Records shown section start

//! Root CLI structure for dehacked-rs

use clap::{Parser, Subcommand};

#[derive(Parser)]
#[command(name = "dehacked-rs")]
#[command(about = "Command-line tools for DeHackEd baselines and patches", long_about = None)]
#[command(version)]
#[command(author)]
pub struct Cli {
    /// Subcommand to execute
    #[command(subcommand)]
    pub command: Commands,

    /// Verbosity level (can be repeated for more detail)
    #[arg(short, long, action = clap::ArgAction::Count, global = true)]
    pub verbose: u8,

    /// Suppress all output except errors
    #[arg(short, long, global = true)]
    pub quiet: bool,
}

#[derive(Subcommand)]
pub enum Commands {
    /// Baseline definition operations
    Baseline {
        #[command(subcommand)]
        command: crate::commands::baseline::BaselineCommands,
    },

    /// Patch generation operations
    Patch {
        #[command(subcommand)]
        command: crate::commands::patch::PatchCommands,
    },

    /// Generate shell completions
    Completions {
        /// Shell to generate completions for
        #[arg(value_enum)]
        shell: clap_complete::Shell,
    },
}
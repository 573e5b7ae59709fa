//! Miscellaneous engine values (`Misc 0`)

use std::io::{self, Write};

use crate::feature::FeatureLevel;

use super::{CustomValues, DehObject, EntityKind, write_field};

/// Value DeHackEd expects in `Monsters Infight` to enable infighting
pub const INFIGHT_ENABLED: i32 = 221;

/// The single `Misc 0` record
///
/// Field names follow the DeHackEd keys they are written as.
#[derive(Debug, Clone)]
#[allow(missing_docs)]
pub struct DehMiscellany {
    pub monster_infighting: bool,
    pub initial_bullets: i32,
    pub initial_health: i32,
    pub green_armor_class: i32,
    pub blue_armor_class: i32,
    pub soulsphere_health: i32,
    pub max_soulsphere_health: i32,
    pub megasphere_health: i32,
    pub god_mode_health: i32,
    pub idfa_armor: i32,
    pub idfa_armor_class: i32,
    pub idkfa_armor: i32,
    pub idkfa_armor_class: i32,
    pub bfg_cells_per_shot: i32,
    pub max_health: i32,
    pub max_armor: i32,
    force_output: bool,
    custom: CustomValues,
}

impl Default for DehMiscellany {
    fn default() -> Self {
        Self {
            monster_infighting: false,
            initial_bullets: 50,
            initial_health: 100,
            green_armor_class: 1,
            blue_armor_class: 2,
            soulsphere_health: 100,
            max_soulsphere_health: 200,
            megasphere_health: 200,
            god_mode_health: 100,
            idfa_armor: 200,
            idfa_armor_class: 2,
            idkfa_armor: 200,
            idkfa_armor_class: 2,
            bfg_cells_per_shot: 40,
            max_health: 200,
            max_armor: 200,
            force_output: false,
            custom: CustomValues::default(),
        }
    }
}

impl PartialEq for DehMiscellany {
    fn eq(&self, other: &Self) -> bool {
        self.monster_infighting == other.monster_infighting
            && self.initial_bullets == other.initial_bullets
            && self.initial_health == other.initial_health
            && self.green_armor_class == other.green_armor_class
            && self.blue_armor_class == other.blue_armor_class
            && self.soulsphere_health == other.soulsphere_health
            && self.max_soulsphere_health == other.max_soulsphere_health
            && self.megasphere_health == other.megasphere_health
            && self.god_mode_health == other.god_mode_health
            && self.idfa_armor == other.idfa_armor
            && self.idfa_armor_class == other.idfa_armor_class
            && self.idkfa_armor == other.idkfa_armor
            && self.idkfa_armor_class == other.idkfa_armor_class
            && self.bfg_cells_per_shot == other.bfg_cells_per_shot
            && self.max_health == other.max_health
            && self.max_armor == other.max_armor
    }
}

impl DehObject for DehMiscellany {
    const KIND: EntityKind = EntityKind::Misc;

    fn is_force_output(&self) -> bool {
        self.force_output
    }

    fn set_force_output(&mut self, force: bool) {
        self.force_output = force;
    }

    fn custom_values(&self) -> &CustomValues {
        &self.custom
    }

    fn custom_values_mut(&mut self) -> &mut CustomValues {
        &mut self.custom
    }

    fn write_object<W: Write + ?Sized>(
        &self,
        out: &mut W,
        original: &Self,
        _level: FeatureLevel,
    ) -> io::Result<()> {
        if self.monster_infighting != original.monster_infighting {
            // 202 is the conventional "off" value, written only when reverting
            let value = if self.monster_infighting { INFIGHT_ENABLED } else { 202 };
            write_field(out, "Monsters Infight", value)?;
        }

        let fields = [
            ("Initial Bullets", self.initial_bullets, original.initial_bullets),
            ("Initial Health", self.initial_health, original.initial_health),
            ("Green Armor Class", self.green_armor_class, original.green_armor_class),
            ("Blue Armor Class", self.blue_armor_class, original.blue_armor_class),
            ("Soulsphere Health", self.soulsphere_health, original.soulsphere_health),
            ("Max Soulsphere", self.max_soulsphere_health, original.max_soulsphere_health),
            ("Megasphere Health", self.megasphere_health, original.megasphere_health),
            ("God Mode Health", self.god_mode_health, original.god_mode_health),
            ("IDFA Armor", self.idfa_armor, original.idfa_armor),
            ("IDFA Armor Class", self.idfa_armor_class, original.idfa_armor_class),
            ("IDKFA Armor", self.idkfa_armor, original.idkfa_armor),
            ("IDKFA Armor Class", self.idkfa_armor_class, original.idkfa_armor_class),
            ("BFG Cells/Shot", self.bfg_cells_per_shot, original.bfg_cells_per_shot),
            ("Max Health", self.max_health, original.max_health),
            ("Max Armor", self.max_armor, original.max_armor),
        ];
        for (key, value, baseline) in fields {
            if value != baseline {
                write_field(out, key, value)?;
            }
        }

        self.custom.write_diff(out, &original.custom)
    }
}

#[cfg(test)]
mod tests {
    use super::*;

    #[test]
    fn test_infighting_and_health() {
        let original = DehMiscellany::default();
        let mut misc = original.clone();
        misc.monster_infighting = true;
        misc.max_health = 400;

        let mut out = Vec::new();
        misc.write_object(&mut out, &original, FeatureLevel::Boom)
            .unwrap();
        assert_eq!(
            String::from_utf8(out).unwrap(),
            "Monsters Infight = 221\r\nMax Health = 400\r\n"
        );
    }
}
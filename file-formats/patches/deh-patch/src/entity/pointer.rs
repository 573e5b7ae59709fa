//! Action pointers (state code functions)

use std::fmt;

use crate::feature::ActionPointerType;

/// Mnemonic written for a state with no action
pub const NULL_MNEMONIC: &str = "NULL";

/// A named engine behaviour attachable to a state
///
/// Pointers are shared between baseline and overlay through `Arc` and never
/// edited in place; replacing a state's action swaps the whole record.
#[derive(Debug, Clone, PartialEq, Eq, Hash)]
pub struct DehActionPointer {
    /// Name without the `A_` prefix, e.g. `Chase`
    pub mnemonic: String,
    /// Vocabulary the pointer belongs to
    pub kind: ActionPointerType,
    /// Whether the pointer is meant for player weapon states
    pub weapon: bool,
    /// Vanilla state that hosts this pointer, used by `Codep Frame`
    pub frame: i32,
}

impl DehActionPointer {
    /// Create a pointer record
    pub fn new<S: Into<String>>(mnemonic: S, kind: ActionPointerType, weapon: bool, frame: i32) -> Self {
        Self {
            mnemonic: mnemonic.into(),
            kind,
            weapon,
            frame,
        }
    }

    /// Whether this record is the explicit no-op pointer
    pub fn is_null(&self) -> bool {
        self.mnemonic.eq_ignore_ascii_case(NULL_MNEMONIC)
    }

    /// Case-insensitive mnemonic comparison
    pub fn same_action(&self, other: &DehActionPointer) -> bool {
        self.mnemonic.eq_ignore_ascii_case(&other.mnemonic)
    }
}

impl fmt::Display for DehActionPointer {
    fn fmt(&self, f: &mut fmt::Formatter<'_>) -> fmt::Result {
        write!(f, "{}", self.mnemonic)
    }
}
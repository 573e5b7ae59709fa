//! Main entry point for the dehacked-rs CLI

mod cli;
mod commands;
mod utils;

use anyhow::Result;
use clap::CommandFactory;
use clap::Parser;
use clap_complete::{Generator, generate};
use std::io;

use crate::cli::{Cli, Commands};

fn main() -> Result<()> {
    // Initialize logger
    env_logger::Builder::from_env(env_logger::Env::default().default_filter_or("warn")).init();

    let cli = Cli::parse();

    if cli.verbose > 0 {
        log::set_max_level(match cli.verbose {
            1 => log::LevelFilter::Info,
            2 => log::LevelFilter::Debug,
            _ => log::LevelFilter::Trace,
        });
    } else if cli.quiet {
        log::set_max_level(log::LevelFilter::Error);
    }

    match cli.command {
        Commands::Baseline { command } => commands::baseline::execute(command),
        Commands::Patch { command } => commands::patch::execute(command),
        Commands::Completions { shell } => {
            print_completions(shell, &mut Cli::command());
            Ok(())
        }
    }
}

fn print_completions<G: Generator>(generator: G, cmd: &mut clap::Command) {
    generate(
        generator,
        cmd,
        cmd.get_name().to_string(),
        &mut io::stdout(),
    );
}
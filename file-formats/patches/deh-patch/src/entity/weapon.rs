//! Weapon records

use std::io::{self, Write};

use crate::feature::FeatureLevel;

use super::{CustomValues, DehObject, EntityKind, StateLabels, write_field};

/// Ammo type index of weapons that never consume ammo
pub const AMMO_INFINITE: i32 = 5;

/// Ammo-per-shot value that keeps the engine default
pub const DEFAULT_AMMO_PER_SHOT: i32 = -1;

/// Label of the flash-light-off state every fresh weapon points at
pub const LABEL_LIGHTDONE: &str = "lightdone";

/// Labels with a dedicated DeHackEd field, in output order
///
/// DeHackEd names the raise state "Deselect frame" and the lower state
/// "Select frame".
pub const WEAPON_LABEL_FIELDS: [(&str, &str); 5] = [
    ("select", "Deselect frame"),
    ("deselect", "Select frame"),
    ("ready", "Bobbing frame"),
    ("fire", "Shooting frame"),
    ("flash", "Firing frame"),
];

/// A player weapon
#[derive(Debug, Clone)]
pub struct DehWeapon {
    /// Display name, written in the block header only
    pub name: String,
    /// Index into the ammo table, or [`AMMO_INFINITE`]
    pub ammo_type: i32,
    /// `-1` keeps the engine default
    pub ammo_per_shot: i32,
    /// MBF21 weapon flags
    pub mbf21_flags: i32,
    /// Entry points into the state table
    pub labels: StateLabels,
    force_output: bool,
    custom: CustomValues,
}

impl Default for DehWeapon {
    fn default() -> Self {
        let mut labels = StateLabels::new();
        labels.set(LABEL_LIGHTDONE, 1);
        Self {
            name: String::new(),
            ammo_type: 0,
            ammo_per_shot: DEFAULT_AMMO_PER_SHOT,
            mbf21_flags: 0,
            labels,
            force_output: false,
            custom: CustomValues::default(),
        }
    }
}

impl DehWeapon {
    /// Create a blank weapon with a name
    pub fn named<S: Into<String>>(name: S) -> Self {
        Self {
            name: name.into(),
            ..Self::default()
        }
    }

    /// State index of a label, `0` when unset
    pub fn label(&self, label: &str) -> i32 {
        self.labels.get(label)
    }

    /// Set a label, `0` removes it
    pub fn set_label(&mut self, label: &str, index: i32) -> &mut Self {
        self.labels.set(label, index);
        self
    }
}

impl PartialEq for DehWeapon {
    fn eq(&self, other: &Self) -> bool {
        self.ammo_type == other.ammo_type
            && self.ammo_per_shot == other.ammo_per_shot
            && self.mbf21_flags == other.mbf21_flags
            && WEAPON_LABEL_FIELDS
                .iter()
                .all(|(label, _)| self.label(label) == other.label(label))
    }
}

impl DehObject for DehWeapon {
    const KIND: EntityKind = EntityKind::Weapon;

    fn is_force_output(&self) -> bool {
        self.force_output
    }

    fn set_force_output(&mut self, force: bool) {
        self.force_output = force;
    }

    fn custom_values(&self) -> &CustomValues {
        &self.custom
    }

    fn custom_values_mut(&mut self) -> &mut CustomValues {
        &mut self.custom
    }

    fn write_object<W: Write + ?Sized>(
        &self,
        out: &mut W,
        original: &Self,
        level: FeatureLevel,
    ) -> io::Result<()> {
        if self.ammo_type != original.ammo_type {
            write_field(out, "Ammo type", self.ammo_type)?;
        }

        for (label, field) in WEAPON_LABEL_FIELDS {
            let index = self.label(label);
            if index != original.label(label) {
                write_field(out, field, index)?;
            }
        }

        if level.supports(FeatureLevel::Mbf21) {
            if self.ammo_per_shot != original.ammo_per_shot {
                write_field(out, "Ammo per shot", self.ammo_per_shot)?;
            }
            if self.mbf21_flags != original.mbf21_flags {
                write_field(out, "MBF21 Bits", self.mbf21_flags)?;
            }
        }

        self.custom.write_diff(out, &original.custom)
    }
}

#[cfg(test)]
mod tests {
    use super::*;

    #[test]
    fn test_fresh_weapon_has_lightdone() {
        let weapon = DehWeapon::default();
        assert_eq!(weapon.label("LightDone"), 1);
    }

    #[test]
    fn test_select_and_deselect_swap_field_names() {
        let original = DehWeapon::default();
        let mut pistol = original.clone();
        pistol.set_label("select", 6).set_label("deselect", 5);

        let mut out = Vec::new();
        pistol
            .write_object(&mut out, &original, FeatureLevel::Doom19)
            .unwrap();
        assert_eq!(
            String::from_utf8(out).unwrap(),
            "Deselect frame = 6\r\nSelect frame = 5\r\n"
        );
    }

    #[test]
    fn test_ammo_per_shot_needs_mbf21() {
        let original = DehWeapon::default();
        let mut bfg = original.clone();
        bfg.ammo_per_shot = 40;

        let mut out = Vec::new();
        bfg.write_object(&mut out, &original, FeatureLevel::Mbf).unwrap();
        assert!(out.is_empty());

        bfg.write_object(&mut out, &original, FeatureLevel::Mbf21)
            .unwrap();
        assert_eq!(String::from_utf8(out).unwrap(), "Ammo per shot = 40\r\n");
    }
}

Records shown section end

What you will do.
Reproduce word for word the lines of the records above, beginning at the first and ending with the line where "output except errors" appears, and nothing past it.

Answer to the exercise.
//! Root CLI structure for dehacked-rs

use clap::{Parser, Subcommand};

#[derive(Parser)]
#[command(name = "dehacked-rs")]
#[command(about = "Command-line tools for DeHackEd baselines and patches", long_about = None)]
#[command(version)]
#[command(author)]
pub struct Cli {
    /// Subcommand to execute
    #[command(subcommand)]
    pub command: Commands,

    /// Verbosity level (can be repeated for more detail)
    #[arg(short, long, action = clap::ArgAction::Count, global = true)]
    pub verbose: u8,

    /// Suppress all output except errors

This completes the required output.